**Directions for this task**
Each entry needs to appear again, retyped exactly as it is below.

**Records provided**
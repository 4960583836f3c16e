//! An in-memory record for tests and hosts without storage.

use super::error::PersistError;
use super::record::{HostRecord, Record, TimestampSlot};
use crate::core::{ChangeScope, State};
use chrono::{DateTime, Utc};
use std::any::Any;
use std::collections::BTreeMap;
use std::fmt;
use std::sync::Arc;

/// A state of any type, held behind `Any` so one record can store the
/// fields of several machines.
#[derive(Clone)]
struct StoredState {
    value: Arc<dyn Any + Send + Sync>,
    name: String,
    same: fn(&(dyn Any + Send + Sync), &(dyn Any + Send + Sync)) -> bool,
}

impl StoredState {
    fn new<S: State>(state: S) -> Self {
        Self {
            name: state.name().to_string(),
            same: same_state::<S>,
            value: Arc::new(state),
        }
    }

    fn get<S: State>(&self) -> Option<S> {
        self.value.downcast_ref::<S>().cloned()
    }
}

fn same_state<S: State>(a: &(dyn Any + Send + Sync), b: &(dyn Any + Send + Sync)) -> bool {
    match (a.downcast_ref::<S>(), b.downcast_ref::<S>()) {
        (Some(a), Some(b)) => a == b,
        _ => false,
    }
}

impl PartialEq for StoredState {
    fn eq(&self, other: &Self) -> bool {
        (self.same)(&*self.value, &*other.value)
    }
}

impl fmt::Debug for StoredState {
    fn fmt(&self, f: &mut fmt::Formatter<'_>) -> fmt::Result {
        f.write_str(&self.name)
    }
}

#[derive(Clone, Debug, Default)]
struct FieldCell {
    current: Option<StoredState>,
    saved: Option<StoredState>,
    /// `(before, after)` of the change committed by the last save.
    last_change: Option<(Option<StoredState>, Option<StoredState>)>,
}

impl FieldCell {
    fn settled(value: Option<StoredState>) -> Self {
        Self {
            current: value.clone(),
            saved: value,
            last_change: None,
        }
    }
}

#[derive(Clone, Debug, Default)]
struct TimestampCell {
    current: Option<DateTime<Utc>>,
    saved: Option<DateTime<Utc>>,
}

/// A record held entirely in memory.
///
/// Fields may hold states of different types, one type per field. Timestamp
/// slots exist only once declared with `with_timestamp_slot`. `persist`
/// commits pending values the way a storage round-trip would: unsaved
/// changes become the last saved change and the record stops being new.
#[derive(Clone, Debug)]
pub struct InMemoryRecord {
    fields: BTreeMap<String, FieldCell>,
    timestamps: BTreeMap<String, TimestampCell>,
    errors: Vec<(String, String)>,
    rejection: Option<(String, String)>,
    storage_failure: Option<String>,
    new_record: bool,
    saves: usize,
}

impl InMemoryRecord {
    pub fn new() -> Self {
        Self {
            fields: BTreeMap::new(),
            timestamps: BTreeMap::new(),
            errors: Vec::new(),
            rejection: None,
            storage_failure: None,
            new_record: true,
            saves: 0,
        }
    }

    /// Start with `field` holding `value`, as a column default would.
    pub fn with_field<S: State>(mut self, field: &str, value: Option<S>) -> Self {
        self.fields.insert(
            field.to_string(),
            FieldCell::settled(value.map(StoredState::new)),
        );
        self
    }

    /// Declare an empty timestamp slot such as `activated_state_at`.
    pub fn with_timestamp_slot(mut self, name: &str) -> Self {
        self.timestamps
            .insert(name.to_string(), TimestampCell::default());
        self
    }

    /// Mark everything as loaded from storage.
    pub fn persisted(mut self) -> Self {
        self.commit();
        self
    }

    /// Current value of `field`, if it holds a state of type `S`.
    pub fn get<S: State>(&self, field: &str) -> Option<S> {
        self.fields
            .get(field)
            .and_then(|cell| cell.current.as_ref())
            .and_then(|stored| stored.get::<S>())
    }

    pub fn set<S: State>(&mut self, field: &str, value: Option<S>) {
        self.fields.entry(field.to_string()).or_default().current = value.map(StoredState::new);
    }

    pub fn timestamp(&self, name: &str) -> Option<DateTime<Utc>> {
        self.timestamps.get(name).and_then(|cell| cell.current)
    }

    /// Write a timestamp slot directly, declaring it if needed.
    pub fn set_timestamp(&mut self, name: &str, at: DateTime<Utc>) {
        self.timestamps.entry(name.to_string()).or_default().current = Some(at);
    }

    pub fn errors(&self) -> &[(String, String)] {
        &self.errors
    }

    pub fn errors_on(&self, field: &str) -> Vec<String> {
        self.errors
            .iter()
            .filter(|(f, _)| f == field)
            .map(|(_, message)| message.clone())
            .collect()
    }

    pub fn set_new_record(&mut self, new_record: bool) {
        self.new_record = new_record;
    }

    /// Refuse every save with `message` on `field` until `accept` is called.
    pub fn reject_with(&mut self, field: &str, message: &str) {
        self.rejection = Some((field.to_string(), message.to_string()));
    }

    pub fn accept(&mut self) {
        self.rejection = None;
    }

    /// Fail the next persist with a storage error.
    pub fn fail_next_persist(&mut self, message: &str) {
        self.storage_failure = Some(message.to_string());
    }

    pub fn save_count(&self) -> usize {
        self.saves
    }

    fn commit(&mut self) {
        for cell in self.fields.values_mut() {
            cell.last_change = (cell.current != cell.saved)
                .then(|| (cell.saved.clone(), cell.current.clone()));
            cell.saved = cell.current.clone();
        }
        for cell in self.timestamps.values_mut() {
            cell.saved = cell.current;
        }
        self.new_record = false;
    }
}

impl Default for InMemoryRecord {
    fn default() -> Self {
        Self::new()
    }
}

impl HostRecord for InMemoryRecord {
    fn is_new_record(&self) -> bool {
        self.new_record
    }

    fn state_changed(&self, field: &str, scope: ChangeScope) -> bool {
        self.fields.get(field).is_some_and(|cell| match scope {
            ChangeScope::Pending => cell.current != cell.saved,
            ChangeScope::Previous => cell.last_change.is_some(),
        })
    }

    fn add_error(&mut self, field: &str, message: String) {
        self.errors.push((field.to_string(), message));
    }

    fn clear_errors(&mut self) {
        self.errors.clear();
    }

    fn persist(&mut self) -> Result<(), PersistError> {
        if let Some(message) = self.storage_failure.take() {
            return Err(PersistError::Storage(message.into()));
        }
        if let Some((field, message)) = &self.rejection {
            self.errors.push((field.clone(), message.clone()));
        }
        if !self.errors.is_empty() {
            return Err(PersistError::Invalid(
                self.errors
                    .iter()
                    .map(|(field, message)| format!("{field} {message}"))
                    .collect(),
            ));
        }

        self.commit();
        self.saves += 1;
        Ok(())
    }

    fn can_read_timestamp(&self, slot: &TimestampSlot<'_>) -> bool {
        self.timestamps.contains_key(&slot.name())
    }

    fn can_write_timestamp(&self, slot: &TimestampSlot<'_>) -> bool {
        self.timestamps.contains_key(&slot.name())
    }

    fn read_timestamp(&self, slot: &TimestampSlot<'_>) -> Option<DateTime<Utc>> {
        self.timestamp(&slot.name())
    }

    fn write_timestamp(&mut self, slot: &TimestampSlot<'_>, value: Option<DateTime<Utc>>) {
        if let Some(cell) = self.timestamps.get_mut(&slot.name()) {
            cell.current = value;
        }
    }

    fn timestamp_changed(&self, slot: &TimestampSlot<'_>) -> bool {
        self.timestamps
            .get(&slot.name())
            .is_some_and(|cell| cell.current != cell.saved)
    }
}

impl<S: State> Record<S> for InMemoryRecord {
    fn read_state(&self, field: &str) -> Option<S> {
        self.get(field)
    }

    fn write_state(&mut self, field: &str, value: Option<S>) {
        self.set(field, value);
    }

    fn state_was(&self, field: &str, scope: ChangeScope) -> Option<S> {
        let cell = self.fields.get(field)?;
        let before = match scope {
            ChangeScope::Pending => cell.saved.as_ref(),
            ChangeScope::Previous => match &cell.last_change {
                Some((before, _)) => before.as_ref(),
                None => cell.saved.as_ref(),
            },
        };
        before.and_then(|stored| stored.get::<S>())
    }
}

**Solved problem**
repository 4960583836f3c16e
//! An in-memory record for tests and hosts without storage.

use super::error::PersistError;
use super::record::{HostRecord, Record, TimestampSlot};
use crate::core::{ChangeScope, State};
use chrono::{DateTime, Utc};
use std::any::Any;
use std::collections::BTreeMap;
use std::fmt;
use std::sync::Arc;

/// A state of any type, held behind `Any` so one record can store the
/// fields of several machines.
#[derive(Clone)]
struct StoredState {
    value: Arc<dyn Any + Send + Sync>,
    name: String,
    same: fn(&(dyn Any + Send + Sync), &(dyn Any + Send + Sync)) -> bool,
}

impl StoredState {
    fn new<S: State>(state: S) -> Self {
        Self {
            name: state.name().to_string(),
            same: same_state::<S>,
            value: Arc::new(state),
        }
    }

    fn get<S: State>(&self) -> Option<S> {
        self.value.downcast_ref::<S>().cloned()
    }
}

fn same_state<S: State>(a: &(dyn Any + Send + Sync), b: &(dyn Any + Send + Sync)) -> bool {
    match (a.downcast_ref::<S>(), b.downcast_ref::<S>()) {
        (Some(a), Some(b)) => a == b,
        _ => false,
    }
}

impl PartialEq for StoredState {
    fn eq(&self, other: &Self) -> bool {
        (self.same)(&*self.value, &*other.value)
    }
}

impl fmt::Debug for StoredState {
    fn fmt(&self, f: &mut fmt::Formatter<'_>) -> fmt::Result {
        f.write_str(&self.name)
    }
}

#[derive(Clone, Debug, Default)]
struct FieldCell {
    current: Option<StoredState>,
    saved: Option<StoredState>,
    /// `(before, after)` of the change committed by the last save.
    last_change: Option<(Option<StoredState>, Option<StoredState>)>,
}

impl FieldCell {
    fn settled(value: Option<StoredState>) -> Self {
        Self {
            current: value.clone(),
            saved: value,
            last_change: None,
        }
    }
}

#[derive(Clone, Debug, Default)]
struct TimestampCell {
    current: Option<DateTime<Utc>>,
    saved: Option<DateTime<Utc>>,
}

/// A record held entirely in memory.
///
/// Fields may hold states of different types, one type per field. Timestamp
/// slots exist only once declared with `with_timestamp_slot`. `persist`
/// commits pending values the way a storage round-trip would: unsaved
/// changes become the last saved change and the record stops being new.
#[derive(Clone, Debug)]
pub struct InMemoryRecord {
    fields: BTreeMap<String, FieldCell>,
    timestamps: BTreeMap<String, TimestampCell>,
    errors: Vec<(String, String)>,
    rejection: Option<(String, String)>,
    storage_failure: Option<String>,
    new_record: bool,
    saves: usize,
}

impl InMemoryRecord {
    pub fn new() -> Self {
        Self {
            fields: BTreeMap::new(),
            timestamps: BTreeMap::new(),
            errors: Vec::new(),
            rejection: None,
            storage_failure: None,
            new_record: true,
            saves: 0,
        }
    }

    /// Start with `field` holding `value`, as a column default would.
    pub fn with_field<S: State>(mut self, field: &str, value: Option<S>) -> Self {
        self.fields.insert(
            field.to_string(),
            FieldCell::settled(value.map(StoredState::new)),
        );
        self
    }

    /// Declare an empty timestamp slot such as `activated_state_at`.
    pub fn with_timestamp_slot(mut self, name: &str) -> Self {
        self.timestamps
            .insert(name.to_string(), TimestampCell::default());
        self
    }

    /// Mark everything as loaded from storage.
    pub fn persisted(mut self) -> Self {
        self.commit();
        self
    }

    /// Current value of `field`, if it holds a state of type `S`.
    pub fn get<S: State>(&self, field: &str) -> Option<S> {
        self.fields
            .get(field)
            .and_then(|cell| cell.current.as_ref())
            .and_then(|stored| stored.get::<S>())
    }

    pub fn set<S: State>(&mut self, field: &str, value: Option<S>) {
        self.fields.entry(field.to_string()).or_default().current = value.map(StoredState::new);
    }

    pub fn timestamp(&self, name: &str) -> Option<DateTime<Utc>> {
        self.timestamps.get(name).and_then(|cell| cell.current)
    }

    /// Write a timestamp slot directly, declaring it if needed.
    pub fn set_timestamp(&mut self, name: &str, at: DateTime<Utc>) {
        self.timestamps.entry(name.to_string()).or_default().current = Some(at);
    }

    pub fn errors(&self) -> &[(String, String)] {
        &self.errors
    }

    pub fn errors_on(&self, field: &str) -> Vec<String> {
        self.errors
            .iter()
            .filter(|(f, _)| f == field)
            .map(|(_, message)| message.clone())
            .collect()
    }

    pub fn set_new_record(&mut self, new_record: bool) {
        self.new_record = new_record;
    }

    /// Refuse every save with `message` on `field` until `accept` is called.
    pub fn reject_with(&mut self, field: &str, message: &str) {
        self.rejection = Some((field.to_string(), message.to_string()));
    }

    pub fn accept(&mut self) {
        self.rejection = None;
    }

    /// Fail the next persist with a storage error.
    pub fn fail_next_persist(&mut self, message: &str) {
        self.storage_failure = Some(message.to_string());
    }

    pub fn save_count(&self) -> usize {
        self.saves
    }

    fn commit(&mut self) {
        for cell in self.fields.values_mut() {
            cell.last_change = (cell.current != cell.saved)
                .then(|| (cell.saved.clone(), cell.current.clone()));
            cell.saved = cell.current.clone();
        }
        for cell in self.timestamps.values_mut() {
            cell.saved = cell.current;
        }
        self.new_record = false;
    }
}

impl Default for InMemoryRecord {
    fn default() -> Self {
        Self::new()
    }
}

impl HostRecord for InMemoryRecord {
    fn is_new_record(&self) -> bool {
        self.new_record
    }

    fn state_changed(&self, field: &str, scope: ChangeScope) -> bool {
        self.fields.get(field).is_some_and(|cell| match scope {
            ChangeScope::Pending => cell.current != cell.saved,
            ChangeScope::Previous => cell.last_change.is_some(),
        })
    }

    fn add_error(&mut self, field: &str, message: String) {
        self.errors.push((field.to_string(), message));
    }

    fn clear_errors(&mut self) {
        self.errors.clear();
    }

    fn persist(&mut self) -> Result<(), PersistError> {
        if let Some(message) = self.storage_failure.take() {
            return Err(PersistError::Storage(message.into()));
        }
        if let Some((field, message)) = &self.rejection {
            self.errors.push((field.clone(), message.clone()));
        }
        if !self.errors.is_empty() {
            return Err(PersistError::Invalid(
                self.errors
                    .iter()
                    .map(|(field, message)| format!("{field} {message}"))
                    .collect(),
            ));
        }

        self.commit();
        self.saves += 1;
        Ok(())
    }

    fn can_read_timestamp(&self, slot: &TimestampSlot<'_>) -> bool {
        self.timestamps.contains_key(&slot.name())
    }

    fn can_write_timestamp(&self, slot: &TimestampSlot<'_>) -> bool {
        self.timestamps.contains_key(&slot.name())
    }

    fn read_timestamp(&self, slot: &TimestampSlot<'_>) -> Option<DateTime<Utc>> {
        self.timestamp(&slot.name())
    }

    fn write_timestamp(&mut self, slot: &TimestampSlot<'_>, value: Option<DateTime<Utc>>) {
        if let Some(cell) = self.timestamps.get_mut(&slot.name()) {
            cell.current = value;
        }
    }

    fn timestamp_changed(&self, slot: &TimestampSlot<'_>) -> bool {
        self.timestamps
            .get(&slot.name())
            .is_some_and(|cell| cell.current != cell.saved)
    }
}

impl<S: State> Record<S> for InMemoryRecord {
    fn read_state(&self, field: &str) -> Option<S> {
        self.get(field)
    }

    fn write_state(&mut self, field: &str, value: Option<S>) {
        self.set(field, value);
    }

    fn state_was(&self, field: &str, scope: ChangeScope) -> Option<S> {
        let cell = self.fields.get(field)?;
        let before = match scope {
            ChangeScope::Pending => cell.saved.as_ref(),
            ChangeScope::Previous => match &cell.last_change {
                Some((before, _)) => before.as_ref(),
                None => cell.saved.as_ref(),
            },
        };
        before.and_then(|stored| stored.get::<S>())
    }
}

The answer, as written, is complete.